Critically evaluate the performance of India’s most ambitious project Swachh Bharat Mission (SBM) and examine its challenges.Refer – Live mint
 
                                                                            IAS Parliament 7 years
KEY POINTS
·         The core programme of SBM is to ensure usage of toilets in all homes through behaviour change, and, thereby, eliminate open defecation. 
·         Since October 2014, when the programme was launched, SBM has equipped 75 million households with toilets. 
·         At the time of its launch, fewer than 40% of households had toilets at home. Today that figure is up to over 85%. 
·         The number of open defecation-free (ODF) villages has gone up — about 65% of all villages in the country.
·         Seventeen states and Union Territories (UTs) are now ODF. Of the remaining 16, another three are almost ODF (90%) and six are more than 85% ODF.
·         70% of the villages surveyed also had minimum litter or stagnant water.
·         50% of all urban wards have 100% door-to-door solid waste collection. 
·         A million schools now have separate toilets for girls.
·         The behaviour change reflected in these statistics is fairly dramatic for a programme that started less than four years ago. 
Significance of the programme
·         The large majority of our citizens in rural India, especially the women, no longer have to suffer the indignity of having to go out into the open to defecate marks a sea change in their daily life. 

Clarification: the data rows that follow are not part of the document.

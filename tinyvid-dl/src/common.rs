pub use crate::error::{Error, Result};
pub use bbox::{prelude::*, CyCxHW, Transform, HW, TLBR};
pub use getset::{CopyGetters, Getters};
pub use image::{imageops, Rgb, RgbImage};
pub use indexmap::IndexSet;
pub use itertools::Itertools as _;
pub use log::{info, warn};
pub use noisy_float::prelude::*;
pub use rand::prelude::*;
pub use std::{
    fmt,
    fmt::Debug,
    fs, iter,
    ops::Range,
    path::{Path, PathBuf},
    str::FromStr,
};
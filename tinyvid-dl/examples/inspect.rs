//! Render anchor and ground-truth overlay canvases to PNG files.
//!
//! Stands in for an interactive viewer: every rendered sample lands in the
//! output directory for offline inspection.

use anyhow::{Context, Result};
use bbox::{prelude::*, CyCxHW};
use log::info;
use noisy_float::prelude::*;
use rand::{rngs::StdRng, SeedableRng};
use std::{fs, path::PathBuf};
use structopt::StructOpt;
use tinyvid_dl::{overlay, Split, TinyVidDataset};

#[derive(Debug, Clone, StructOpt)]
/// Inspect dataset samples and anchor placement
struct Args {
    /// dataset root directory
    #[structopt(long)]
    root: PathBuf,
    /// dataset split, 'train' or 'val'
    #[structopt(long, default_value = "train")]
    split: Split,
    /// number of anchor shapes to render
    #[structopt(long, default_value = "3")]
    num_anchors: usize,
    /// seed of the augmentation rng
    #[structopt(long, default_value = "777")]
    seed: u64,
    /// number of samples to render
    #[structopt(long, default_value = "8")]
    count: usize,
    /// output directory for the rendered canvases
    #[structopt(long, default_value = "overlay-out")]
    out_dir: PathBuf,
}

fn main() -> Result<()> {
    pretty_env_logger::init();
    let Args {
        root,
        split,
        num_anchors,
        seed,
        count,
        out_dir,
    } = Args::from_args();

    let dataset = TinyVidDataset::load(&root, split, true)
        .with_context(|| format!("failed to load dataset from '{}'", root.display()))?;
    let mut rng = StdRng::seed_from_u64(seed);

    // Stand-in anchors scaled around the mean box shape; the real shapes
    // come from the external clustering step over the box_hw table.
    let side = dataset.image_size().h() as f64;
    let (sum_h, sum_w) = dataset
        .box_hw()
        .iter()
        .fold((0.0, 0.0), |(sum_h, sum_w), hw| {
            (sum_h + hw.h().raw(), sum_w + hw.w().raw())
        });
    let mean_h = sum_h / dataset.len() as f64 / side;
    let mean_w = sum_w / dataset.len() as f64 / side;

    let anchors: Vec<CyCxHW<R64>> = (0..num_anchors)
        .map(|index| {
            let scale = 0.5 + index as f64 * 0.5;
            CyCxHW::from_cycxhw([
                r64(0.5),
                r64(0.5),
                r64((mean_h * scale).min(1.0)),
                r64((mean_w * scale).min(1.0)),
            ])
        })
        .collect();

    fs::create_dir_all(&out_dir)?;
    for index in 0..count.min(dataset.len()) {
        let sample = dataset.get(index, &mut rng)?;
        let image = sample.image.to_rgb();

        let gt = overlay::ground_truth_canvas(&image, &sample.bbox);
        gt.save(out_dir.join(format!("sample_{index:03}.png")))?;

        let canvas = overlay::anchor_canvas(&anchors, &image)?;
        canvas.save(out_dir.join(format!("anchors_{index:03}.png")))?;

        info!(
            "rendered sample {} (class {}) to '{}'",
            index,
            sample.class,
            out_dir.display()
        );
    }

    Ok(())
}
use super::{class_labels, FileRecord, GenericDataset, RandomAccessDataset, Record, Sample, Split};
use crate::{
    common::*,
    dataset::{ChwImage, TRAIN_PER_CLASS, VAL_PER_CLASS},
    processor::{Augmentation, AugmentationInit},
};

/// The tiny-VID single-object detection dataset.
///
/// One subdirectory of images and one whitespace-separated annotation table
/// per class. Records are assembled once, in class-major then sorted file
/// order, so image, class label and box of every index refer to the same
/// physical example by construction.
#[derive(Debug, Getters, CopyGetters)]
pub struct TinyVidDataset {
    /// Class names in sorted directory order.
    #[getset(get = "pub")]
    classes: IndexSet<String>,
    #[getset(get_copy = "pub")]
    split: Split,
    #[getset(get_copy = "pub")]
    augment: bool,
    /// Loaded records, class-major.
    #[getset(get = "pub")]
    records: Vec<Record>,
    /// Per-record box (height, width), the input contract of the external
    /// anchor clustering step.
    #[getset(get = "pub")]
    box_hw: Vec<HW<R64>>,
    /// Pixel size of the first loaded image.
    #[getset(get = "pub")]
    image_size: HW<u32>,
    augmentation: Augmentation,
}

impl TinyVidDataset {
    /// Load every record of `split` from the dataset root directory.
    ///
    /// Construction fails outright on the first unreadable file, short class
    /// directory or inconsistent annotation row; there is no partial dataset.
    pub fn load(root: impl AsRef<Path>, split: Split, augment: bool) -> Result<Self> {
        let root = root.as_ref();
        let (class_dirs, tables) = discover_classes(root)?;

        let classes: IndexSet<String> = class_dirs
            .iter()
            .map(|dir| {
                dir.file_name()
                    .map(|name| name.to_string_lossy().into_owned())
                    .unwrap_or_default()
            })
            .collect();

        let mut file_records = Vec::with_capacity(classes.len() * split.per_class_len());

        for (class_index, class_dir) in class_dirs.iter().enumerate() {
            let class_name = &classes[class_index];
            let table = find_annotation_table(class_name, &tables).ok_or_else(|| {
                Error::AnnotationTableMissing {
                    class: class_name.clone(),
                    path: root.to_owned(),
                }
            })?;

            let image_files = list_entries(class_dir)?;
            let range = split.per_class_range();
            if image_files.len() < range.end {
                return Err(Error::InsufficientEntries {
                    class: class_name.clone(),
                    path: class_dir.clone(),
                    required: range.end,
                    found: image_files.len(),
                });
            }
            if image_files.len() > TRAIN_PER_CLASS + VAL_PER_CLASS {
                warn!(
                    "class '{}' has {} entries, only the first {} are used by the splits",
                    class_name,
                    image_files.len(),
                    TRAIN_PER_CLASS + VAL_PER_CLASS
                );
            }

            let bboxes = load_annotation_rows(table, class_index, split)?;
            debug_assert_eq!(bboxes.len(), range.len());

            file_records.extend(
                image_files[range.clone()]
                    .iter()
                    .zip(bboxes)
                    .map(|(path, bbox)| FileRecord {
                        path: path.clone(),
                        class: class_index,
                        bbox,
                    }),
            );

            info!(
                "class '{}': {} records for the {} split",
                class_name,
                range.len(),
                split
            );
        }

        let records: Vec<Record> = file_records
            .into_iter()
            .map(|FileRecord { path, class, bbox }| {
                let image = image::open(&path)
                    .map_err(|source| Error::ImageRead {
                        path: path.clone(),
                        source,
                    })?
                    .to_rgb8();
                Ok(Record { image, class, bbox })
            })
            .try_collect()?;

        debug_assert!(records
            .iter()
            .map(|record| record.class)
            .eq(class_labels(split, classes.len())));

        let box_hw: Vec<_> = records
            .iter()
            .map(|record| HW::from_hw(record.bbox.hw()))
            .collect();

        let image_size = {
            let (width, height) = records[0].image.dimensions();
            HW::from_hw([height, width])
        };

        info!(
            "loaded {} records over {} classes for the {} split",
            records.len(),
            classes.len(),
            split
        );

        Ok(Self {
            classes,
            split,
            augment,
            records,
            box_hw,
            image_size,
            augmentation: AugmentationInit::default().build(),
        })
    }

    /// Replace the augmentation pipeline configuration.
    pub fn with_augmentation(mut self, init: AugmentationInit) -> Self {
        self.augmentation = init.build();
        self
    }

    pub fn len(&self) -> usize {
        self.records.len()
    }

    pub fn is_empty(&self) -> bool {
        self.records.is_empty()
    }

    /// Compose the sample at `index`.
    ///
    /// The stored record is never mutated; the returned image and box are
    /// independent copies. Augmentation runs only for the training split and
    /// only when requested at construction; the validation split stays
    /// deterministic even when augmentation was requested.
    pub fn get<R>(&self, index: usize, rng: &mut R) -> Result<Sample>
    where
        R: Rng + ?Sized,
    {
        let record = self.records.get(index).ok_or(Error::IndexOutOfBounds {
            index,
            len: self.records.len(),
        })?;

        let (image, bbox) = if self.augment && self.split == Split::Train {
            self.augmentation.forward(&record.image, &record.bbox, rng)
        } else {
            (record.image.clone(), record.bbox.clone())
        };

        Ok(Sample {
            image: ChwImage::from_rgb_normalized(&image),
            class: record.class,
            bbox,
        })
    }
}

impl GenericDataset for TinyVidDataset {
    fn input_channels(&self) -> usize {
        3
    }

    fn classes(&self) -> &IndexSet<String> {
        &self.classes
    }
}

impl RandomAccessDataset for TinyVidDataset {
    fn num_records(&self) -> usize {
        self.records.len()
    }

    fn nth(&self, index: usize, rng: &mut dyn RngCore) -> Result<Sample> {
        self.get(index, rng)
    }
}

/// Split the root listing into class image directories and annotation tables.
///
/// The listing is sorted by file name so the class ordering, and every
/// sequence derived from it, is independent of the filesystem's raw
/// directory order. Entries with a documentation marker extension are
/// ignored.
fn discover_classes(root: &Path) -> Result<(Vec<PathBuf>, Vec<PathBuf>)> {
    let mut class_dirs = vec![];
    let mut tables = vec![];

    let entries = fs::read_dir(root).map_err(|source| Error::DirectoryList {
        path: root.to_owned(),
        source,
    })?;
    for entry in entries {
        let entry = entry.map_err(|source| Error::DirectoryList {
            path: root.to_owned(),
            source,
        })?;
        let path = entry.path();
        match path.extension().and_then(|ext| ext.to_str()) {
            Some("txt") => tables.push(path),
            Some("md") => {}
            _ => {
                if path.is_dir() {
                    class_dirs.push(path);
                }
            }
        }
    }

    if class_dirs.is_empty() {
        return Err(Error::NoClasses {
            path: root.to_owned(),
        });
    }
    class_dirs.sort();
    tables.sort();
    Ok((class_dirs, tables))
}

/// The unique annotation table for a class: its file stem is either the class
/// name itself or the class name followed by an underscored suffix.
fn find_annotation_table<'a>(class: &str, tables: &'a [PathBuf]) -> Option<&'a PathBuf> {
    let mut matches = tables.iter().filter(|path| {
        let stem = path.file_stem().and_then(|stem| stem.to_str()).unwrap_or("");
        stem == class || (stem.starts_with(class) && stem[class.len()..].starts_with('_'))
    });
    let found = matches.next()?;
    matches.next().is_none().then_some(found)
}

/// The files of a class directory, sorted by file name.
fn list_entries(dir: &Path) -> Result<Vec<PathBuf>> {
    let entries = fs::read_dir(dir).map_err(|source| Error::DirectoryList {
        path: dir.to_owned(),
        source,
    })?;
    let mut files: Vec<PathBuf> = entries
        .map(|entry| {
            let entry = entry.map_err(|source| Error::DirectoryList {
                path: dir.to_owned(),
                source,
            })?;
            Ok(entry.path())
        })
        .filter_ok(|path| path.is_file())
        .try_collect()?;
    files.sort();
    Ok(files)
}

/// Parse the split's row slice of one annotation table.
///
/// Row layout is `class_id_1_based x_min y_min x_max y_max ...`. The class id
/// is converted to zero-based and checked against the class block; the box is
/// kept as corner coordinates in pixel units. Rows outside the slice are
/// counted but not parsed.
fn load_annotation_rows(path: &Path, class_index: usize, split: Split) -> Result<Vec<TLBR<R64>>> {
    let text = fs::read_to_string(path).map_err(|source| Error::AnnotationRead {
        path: path.to_owned(),
        source,
    })?;

    let range = split.per_class_range();
    let mut bboxes = Vec::with_capacity(range.len());
    let mut num_rows = 0;

    for (line_index, line) in text.lines().enumerate() {
        if line.trim().is_empty() {
            continue;
        }
        let row_index = num_rows;
        num_rows += 1;
        if !range.contains(&row_index) {
            continue;
        }

        let line_no = line_index + 1;
        let fields: Vec<_> = line.split_whitespace().collect();
        if fields.len() < 5 {
            return Err(Error::AnnotationParse {
                path: path.to_owned(),
                line: line_no,
                reason: format!("expected at least 5 columns, got {}", fields.len()),
            });
        }

        let class_id: i64 = parse_field(fields[0], path, line_no)?;
        // the table carries one-based class ids
        if class_id - 1 != class_index as i64 {
            return Err(Error::ClassIdMismatch {
                path: path.to_owned(),
                line: line_no,
                expected: class_index,
                found: class_id - 1,
            });
        }

        let x_min: f64 = parse_field(fields[1], path, line_no)?;
        let y_min: f64 = parse_field(fields[2], path, line_no)?;
        let x_max: f64 = parse_field(fields[3], path, line_no)?;
        let y_max: f64 = parse_field(fields[4], path, line_no)?;

        let bbox = TLBR::try_from_tlbr([r64(y_min), r64(x_min), r64(y_max), r64(x_max)])
            .ok()
            .filter(|bbox: &TLBR<R64>| bbox.h() > r64(0.0) && bbox.w() > r64(0.0))
            .ok_or_else(|| Error::DegenerateBox {
                path: path.to_owned(),
                line: line_no,
            })?;
        bboxes.push(bbox);
    }

    if num_rows < range.end {
        return Err(Error::RowCountMismatch {
            path: path.to_owned(),
            required: range.end,
            found: num_rows,
        });
    }
    Ok(bboxes)
}

fn parse_field<T>(field: &str, path: &Path, line: usize) -> Result<T>
where
    T: FromStr,
{
    field.parse().map_err(|_| Error::AnnotationParse {
        path: path.to_owned(),
        line,
        reason: format!("cannot parse field '{}'", field),
    })
}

·         But, apart from the intrinsic value of enhancing the dignity of daily life, elimination of open defecation also has great instrumental value in enhancing health and economic well-being.
·         The incidence of diarrhoea was significantly less in ODF villages compared to non-ODF villages and measures of under nutrition (stunting and wasting), were also significantly better in the ODF villages. 
·         An ODF village household is significantly gaining from savings in medical expenditure because of lower incidence of illness and less income loss due to fewer days of unpaid sick leave. 
Challenges 
·         To sustain the changed rural sanitation behaviour. 
·         To bring out a more effective bureaucratic engagement for the implementation of the programme.